Hello Bioconductor forum,
I used Bioconductor package limma for analysis of differentially expressed genes in this Agilent microarray dataset available under https://www.ncbi.nlm.nih.gov/geo/query/acc.cgi?acc=+GSE59408.
Now my question is: are there any alternative packages to limma for analysis of differentially expressed genes in microarray datasets? I would like to compare results for the differentially expressed genes I found with limma. I did some research but only found alternative packages to limma for RNA-seq data and not for microarray data.
Kind regards,
Max


By my understanding, the alternatives to limma for RNA-seq, such as edgeR and DESeq, were created because limma's statistical model was not (at that time) a good fit for count data. Do you have concerns about limma's statistical model for your data, or is there a specific statistical method you're looking to apply and you're hoping to find a package to do it?
Hello Ryan,
thank you for your answer.

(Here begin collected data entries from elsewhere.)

use bevy::prelude::*;
use clap::{
    Args,
    ValueEnum,
};
use serde::{
    Deserialize,
    Serialize,
};


#[derive(
    Clone,
    Copy,
    Debug,
    Default,
    Eq,
    Hash,
    PartialEq,
    Reflect,
    Serialize,
    Deserialize,
    ValueEnum,
)]
pub enum ShMergePolicy {
    /// Keep SH when every merged asset carries it.
    #[default]
    Merge,
    /// Never carry SH in the aggregate.
    Discard,
}


#[derive(
    Args,
    Clone,
    Debug,
    PartialEq,
    Reflect,
    Resource,
    Serialize,
    Deserialize,
)]
#[reflect(Resource)]
pub struct AggregateSettings {
    /// Upper bound on the merged splat count.
    #[arg(long, default_value_t = u32::MAX)]
    pub max_splats: u32,

    #[arg(long, value_enum, default_value_t = ShMergePolicy::Merge)]
    pub sh_policy: ShMergePolicy,
}

impl Default for AggregateSettings {
    fn default() -> Self {
        Self {
            max_splats: u32::MAX,
            sh_policy: ShMergePolicy::default(),
        }
    }
}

No, I don't have concerns about limma' statistical model for my data, the results for the DEGs with limma are in accord with the gene expression described in the original publication Prediction of antibiotic resistance by gene expression profiles available under https://www.nature.com/articles/ncomms6792.
However, the analysis with limma revealed some additional, possibly interesting genes in this dataset and I thought about using a different package/software/method to see if these results are reproducible.